In the study, people who lost 5 percent of their body weight were found to have improvements in several risk factors for heart disease and type 2 diabetes, including how well their bodies reacted to the hormone insulin, and how well certain cells in the pancreas functioned. (Insulin resistance, a condition in which the body cells do not respond properly to insulin, increases a person's risk for both heart disease and type 2 diabetes.)

"Our findings show that even a small amount of weight loss has important health benefits for multiple organ systems," Dr. Samuel Klein, a professor of medicine and nutritional science at Washington University School of Medicine in St. Louis and the senior author on the study, said in a statement.  [The Best Ways to Lose Weight Safely]

And the greater the weight loss, the greater the health benefits. Not only did insulin sensitivity improve even more with greater weight loss among the people in the study, but the researchers also observed other benefits, including decreased levels of inflammation in the body, the researchers wrote in their findings, published today (Feb. 22) in the journal Cell Press.

In the study, 40 obese people were randomly assigned to either a weight loss program or a weight maintenance program. All of the participants underwent baseline testing before starting on their assigned programs. Of the 20 people in the weight loss program, all were required to lose 5 percent of their body weight. Then, 10 of these participants were assigned to continue losing weight, with the goal of eventually losing 15 percent of their body weight, the study said.
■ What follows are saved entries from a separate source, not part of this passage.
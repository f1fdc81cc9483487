//! Common regex patterns for receipt field extraction.
//!
//! Digit classes are spelled `[0-9]` so that only ASCII digits count; the
//! decimal parser downstream cannot read any other digit.

use lazy_static::lazy_static;
use regex::Regex;

lazy_static! {
    // Decimal token anywhere in the text: 45,90 or 45.90
    pub static ref AMOUNT_TOKEN: Regex = Regex::new(
        r"[0-9]+[,.][0-9]+"
    ).unwrap();

    // Whole-string d.m.y shape; selects the short-year layout only
    pub static ref DOTTED_SHORT_DATE: Regex = Regex::new(
        r"^[0-9]{1,2}\.[0-9]{1,2}\.[0-9]{1,2}$"
    ).unwrap();

    // Zero-padded dd.mm.yy
    pub static ref DOTTED_SHORT_DATE_PARTS: Regex = Regex::new(
        r"^([0-9]{2})\.([0-9]{2})\.([0-9]{2})$"
    ).unwrap();

    // Zero-padded dd/mm/yyyy, hyphens already folded into slashes
    pub static ref SLASH_DATE: Regex = Regex::new(
        r"^([0-9]{2})/([0-9]{2})/([0-9]{4})$"
    ).unwrap();

    // Whole-string plain decimal: optional sign, digits, optional fraction
    pub static ref PLAIN_DECIMAL: Regex = Regex::new(
        r"^[+-]?[0-9]+([.,][0-9]+)?$"
    ).unwrap();
}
The researchers found that the participants who lost 5 percent of their body weight had improved insulin sensitivity, lower systolic blood pressure and lower levels of triglycerides (a type of fat linked to heart disease) in their blood.

Moreover, all of these improvements were seen, and were progressively larger, in the participants who lost more than 5 percent of their weight. The group that aimed to lose 10 percent had slightly more dramatic improvements, and the group that aimed to lose 15 percent fared even better, the study said.

In addition, greater weight loss was associated with decreased inflammation as well as signs of a better ability to fight oxidative stress, which can damage cells, the study said.

Currently, several major medical and government organizations, including the American Heart Association and the Centers for Disease Control and Prevention, recommend weight loss of 5 to 10 percent of a person's body weight for people who are obese. However, no studies have focused specifically on the effects of losing 5 percent of a person's body weight, the study said.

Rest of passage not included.